▶ _Task statement_:
Somewhere below is a line with "CLI entry point" and, later, a line with "XP level table."; repeat those two lines and all the lines between them, exactly as they are.

▶ _Exercise material_:
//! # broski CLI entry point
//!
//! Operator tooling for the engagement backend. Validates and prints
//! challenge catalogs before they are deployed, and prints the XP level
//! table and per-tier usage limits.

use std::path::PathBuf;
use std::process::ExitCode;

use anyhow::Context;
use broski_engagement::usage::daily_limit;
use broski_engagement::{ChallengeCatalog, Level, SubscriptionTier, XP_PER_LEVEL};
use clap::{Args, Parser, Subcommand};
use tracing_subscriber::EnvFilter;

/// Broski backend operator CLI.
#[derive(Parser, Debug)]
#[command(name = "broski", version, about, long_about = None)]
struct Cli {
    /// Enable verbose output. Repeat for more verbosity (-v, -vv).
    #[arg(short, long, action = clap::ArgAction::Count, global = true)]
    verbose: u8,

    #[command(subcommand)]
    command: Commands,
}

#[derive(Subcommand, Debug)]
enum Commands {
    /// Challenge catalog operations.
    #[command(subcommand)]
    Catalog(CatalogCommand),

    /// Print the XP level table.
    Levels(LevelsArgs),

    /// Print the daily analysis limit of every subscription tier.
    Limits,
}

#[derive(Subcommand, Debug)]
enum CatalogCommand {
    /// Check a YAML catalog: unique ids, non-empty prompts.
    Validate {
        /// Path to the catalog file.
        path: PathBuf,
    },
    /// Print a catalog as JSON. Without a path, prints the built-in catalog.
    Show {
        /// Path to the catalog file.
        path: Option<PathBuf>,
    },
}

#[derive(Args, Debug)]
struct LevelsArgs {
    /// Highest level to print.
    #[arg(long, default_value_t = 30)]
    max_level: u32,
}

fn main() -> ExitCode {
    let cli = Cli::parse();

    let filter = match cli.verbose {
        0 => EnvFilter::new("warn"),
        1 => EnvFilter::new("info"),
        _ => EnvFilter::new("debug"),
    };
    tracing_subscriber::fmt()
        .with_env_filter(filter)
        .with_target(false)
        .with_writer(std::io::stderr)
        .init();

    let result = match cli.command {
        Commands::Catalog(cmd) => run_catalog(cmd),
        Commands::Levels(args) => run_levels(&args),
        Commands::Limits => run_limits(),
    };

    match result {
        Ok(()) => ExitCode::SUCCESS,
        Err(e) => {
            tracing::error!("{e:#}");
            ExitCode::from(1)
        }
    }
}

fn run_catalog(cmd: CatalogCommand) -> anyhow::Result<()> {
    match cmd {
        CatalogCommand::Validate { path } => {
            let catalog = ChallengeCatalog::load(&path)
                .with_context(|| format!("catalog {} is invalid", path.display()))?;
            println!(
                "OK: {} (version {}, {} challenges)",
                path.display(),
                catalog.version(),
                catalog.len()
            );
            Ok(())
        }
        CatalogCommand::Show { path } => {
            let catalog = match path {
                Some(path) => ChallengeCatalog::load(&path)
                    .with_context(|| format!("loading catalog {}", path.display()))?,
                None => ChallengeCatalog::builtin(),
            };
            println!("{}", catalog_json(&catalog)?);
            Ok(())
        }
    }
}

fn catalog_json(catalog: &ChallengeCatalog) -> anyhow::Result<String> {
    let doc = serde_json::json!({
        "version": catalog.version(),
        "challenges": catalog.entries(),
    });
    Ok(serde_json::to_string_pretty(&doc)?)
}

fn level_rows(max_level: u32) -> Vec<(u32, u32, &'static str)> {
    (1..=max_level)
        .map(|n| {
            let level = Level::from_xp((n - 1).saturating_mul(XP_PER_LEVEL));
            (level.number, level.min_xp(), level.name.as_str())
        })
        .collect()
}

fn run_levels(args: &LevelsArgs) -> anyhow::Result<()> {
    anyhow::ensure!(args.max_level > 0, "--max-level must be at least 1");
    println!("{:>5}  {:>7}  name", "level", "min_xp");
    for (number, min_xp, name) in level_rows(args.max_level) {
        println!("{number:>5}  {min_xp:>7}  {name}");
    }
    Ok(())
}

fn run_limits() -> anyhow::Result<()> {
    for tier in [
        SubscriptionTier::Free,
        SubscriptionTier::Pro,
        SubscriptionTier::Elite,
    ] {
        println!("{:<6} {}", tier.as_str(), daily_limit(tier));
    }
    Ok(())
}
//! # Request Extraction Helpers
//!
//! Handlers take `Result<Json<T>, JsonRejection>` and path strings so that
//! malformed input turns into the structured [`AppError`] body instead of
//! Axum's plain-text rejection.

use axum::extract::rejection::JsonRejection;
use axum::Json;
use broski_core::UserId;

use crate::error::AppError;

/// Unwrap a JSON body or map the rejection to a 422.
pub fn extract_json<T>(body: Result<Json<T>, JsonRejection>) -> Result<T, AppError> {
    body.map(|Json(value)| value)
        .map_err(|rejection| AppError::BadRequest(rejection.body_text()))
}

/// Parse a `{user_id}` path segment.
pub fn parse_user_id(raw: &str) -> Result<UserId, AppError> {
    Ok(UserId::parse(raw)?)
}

---

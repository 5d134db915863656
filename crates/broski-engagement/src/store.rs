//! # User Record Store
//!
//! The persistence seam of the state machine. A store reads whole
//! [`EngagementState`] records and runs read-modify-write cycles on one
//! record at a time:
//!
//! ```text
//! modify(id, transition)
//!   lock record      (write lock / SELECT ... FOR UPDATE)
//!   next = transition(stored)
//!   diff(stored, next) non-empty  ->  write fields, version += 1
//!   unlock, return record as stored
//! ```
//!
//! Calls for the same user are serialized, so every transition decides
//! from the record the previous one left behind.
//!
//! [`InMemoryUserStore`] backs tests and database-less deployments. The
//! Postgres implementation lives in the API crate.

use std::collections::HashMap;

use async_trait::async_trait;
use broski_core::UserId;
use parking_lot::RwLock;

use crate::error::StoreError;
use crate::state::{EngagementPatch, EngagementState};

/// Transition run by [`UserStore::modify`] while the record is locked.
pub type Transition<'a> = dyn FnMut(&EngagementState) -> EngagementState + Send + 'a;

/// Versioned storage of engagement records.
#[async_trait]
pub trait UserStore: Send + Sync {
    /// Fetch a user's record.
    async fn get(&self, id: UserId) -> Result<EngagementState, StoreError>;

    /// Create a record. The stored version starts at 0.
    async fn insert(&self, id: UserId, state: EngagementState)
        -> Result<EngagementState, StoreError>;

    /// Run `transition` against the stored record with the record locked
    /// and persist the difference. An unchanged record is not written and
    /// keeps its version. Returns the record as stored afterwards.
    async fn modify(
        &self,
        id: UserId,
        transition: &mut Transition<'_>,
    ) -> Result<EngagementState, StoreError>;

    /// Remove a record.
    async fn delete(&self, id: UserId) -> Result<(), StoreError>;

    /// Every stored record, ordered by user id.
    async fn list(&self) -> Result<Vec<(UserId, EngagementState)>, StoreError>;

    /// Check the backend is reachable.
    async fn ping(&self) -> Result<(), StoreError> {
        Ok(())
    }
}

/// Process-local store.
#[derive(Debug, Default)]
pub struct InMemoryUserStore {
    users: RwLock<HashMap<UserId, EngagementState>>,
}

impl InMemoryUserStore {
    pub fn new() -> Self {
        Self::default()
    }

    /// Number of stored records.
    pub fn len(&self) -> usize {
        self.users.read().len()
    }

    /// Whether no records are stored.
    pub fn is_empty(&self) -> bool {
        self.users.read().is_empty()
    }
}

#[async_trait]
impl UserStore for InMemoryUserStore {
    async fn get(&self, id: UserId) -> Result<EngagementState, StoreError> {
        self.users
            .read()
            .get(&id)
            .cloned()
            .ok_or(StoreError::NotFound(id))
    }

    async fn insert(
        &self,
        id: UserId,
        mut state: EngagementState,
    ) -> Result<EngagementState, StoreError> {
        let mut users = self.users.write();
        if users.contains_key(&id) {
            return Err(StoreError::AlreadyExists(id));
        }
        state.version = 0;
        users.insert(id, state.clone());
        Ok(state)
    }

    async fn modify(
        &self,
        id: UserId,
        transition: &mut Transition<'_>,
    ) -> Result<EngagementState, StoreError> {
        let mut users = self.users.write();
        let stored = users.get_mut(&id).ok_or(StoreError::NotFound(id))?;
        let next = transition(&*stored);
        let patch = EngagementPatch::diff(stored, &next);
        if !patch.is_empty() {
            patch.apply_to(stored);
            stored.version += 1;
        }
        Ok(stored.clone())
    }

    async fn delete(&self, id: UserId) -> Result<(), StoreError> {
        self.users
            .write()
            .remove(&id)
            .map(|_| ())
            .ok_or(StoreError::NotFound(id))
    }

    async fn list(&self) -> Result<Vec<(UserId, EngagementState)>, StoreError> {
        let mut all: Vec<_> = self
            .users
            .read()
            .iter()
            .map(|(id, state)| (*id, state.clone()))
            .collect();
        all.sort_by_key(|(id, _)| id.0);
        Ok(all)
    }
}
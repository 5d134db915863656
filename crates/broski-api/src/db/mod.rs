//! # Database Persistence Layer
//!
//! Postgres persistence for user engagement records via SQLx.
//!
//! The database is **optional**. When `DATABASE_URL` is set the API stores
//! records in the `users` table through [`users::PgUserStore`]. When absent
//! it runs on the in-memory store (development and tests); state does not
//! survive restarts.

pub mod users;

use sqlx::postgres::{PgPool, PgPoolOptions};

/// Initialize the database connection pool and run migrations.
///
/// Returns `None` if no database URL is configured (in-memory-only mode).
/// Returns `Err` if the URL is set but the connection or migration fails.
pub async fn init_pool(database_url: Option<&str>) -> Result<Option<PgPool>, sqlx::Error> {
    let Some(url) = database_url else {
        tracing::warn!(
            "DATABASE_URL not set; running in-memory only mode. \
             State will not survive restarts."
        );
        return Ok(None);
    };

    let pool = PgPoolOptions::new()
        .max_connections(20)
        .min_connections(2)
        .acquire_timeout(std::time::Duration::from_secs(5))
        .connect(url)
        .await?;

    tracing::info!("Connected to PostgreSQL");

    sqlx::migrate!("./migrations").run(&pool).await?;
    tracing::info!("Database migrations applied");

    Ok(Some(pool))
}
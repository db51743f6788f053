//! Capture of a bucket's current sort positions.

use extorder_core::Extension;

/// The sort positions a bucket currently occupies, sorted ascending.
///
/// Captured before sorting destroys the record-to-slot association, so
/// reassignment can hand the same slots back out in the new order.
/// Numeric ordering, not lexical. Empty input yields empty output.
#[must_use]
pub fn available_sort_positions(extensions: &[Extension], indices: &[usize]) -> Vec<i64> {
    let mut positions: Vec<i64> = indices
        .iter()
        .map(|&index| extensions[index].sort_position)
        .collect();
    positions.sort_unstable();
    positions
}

* * *

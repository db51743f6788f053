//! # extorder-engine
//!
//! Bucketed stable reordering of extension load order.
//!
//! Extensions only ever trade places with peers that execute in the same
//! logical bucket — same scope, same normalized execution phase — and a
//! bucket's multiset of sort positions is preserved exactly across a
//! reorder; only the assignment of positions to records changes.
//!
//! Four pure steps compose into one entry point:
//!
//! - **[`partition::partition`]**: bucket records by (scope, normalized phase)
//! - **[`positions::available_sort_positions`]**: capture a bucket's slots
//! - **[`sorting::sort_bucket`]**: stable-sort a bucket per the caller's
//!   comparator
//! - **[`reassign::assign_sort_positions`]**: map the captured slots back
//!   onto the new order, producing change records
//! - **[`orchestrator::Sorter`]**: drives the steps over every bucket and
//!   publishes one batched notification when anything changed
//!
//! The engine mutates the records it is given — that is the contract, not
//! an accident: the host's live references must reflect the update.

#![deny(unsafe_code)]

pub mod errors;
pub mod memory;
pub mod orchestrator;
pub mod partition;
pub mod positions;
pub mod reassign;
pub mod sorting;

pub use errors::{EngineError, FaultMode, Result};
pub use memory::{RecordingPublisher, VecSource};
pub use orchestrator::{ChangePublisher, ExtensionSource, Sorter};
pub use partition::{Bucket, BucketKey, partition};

▶ _Written answer_:
//! # broski CLI entry point
//!
//! Operator tooling for the engagement backend. Validates and prints
//! challenge catalogs before they are deployed, and prints the XP level
//! table and per-tier usage limits.

use std::path::PathBuf;
use std::process::ExitCode;

use anyhow::Context;
use broski_engagement::usage::daily_limit;
use broski_engagement::{ChallengeCatalog, Level, SubscriptionTier, XP_PER_LEVEL};
use clap::{Args, Parser, Subcommand};
use tracing_subscriber::EnvFilter;

/// Broski backend operator CLI.
#[derive(Parser, Debug)]
#[command(name = "broski", version, about, long_about = None)]
struct Cli {
    /// Enable verbose output. Repeat for more verbosity (-v, -vv).
    #[arg(short, long, action = clap::ArgAction::Count, global = true)]
    verbose: u8,

    #[command(subcommand)]
    command: Commands,
}

#[derive(Subcommand, Debug)]
enum Commands {
    /// Challenge catalog operations.
    #[command(subcommand)]
    Catalog(CatalogCommand),

    /// Print the XP level table.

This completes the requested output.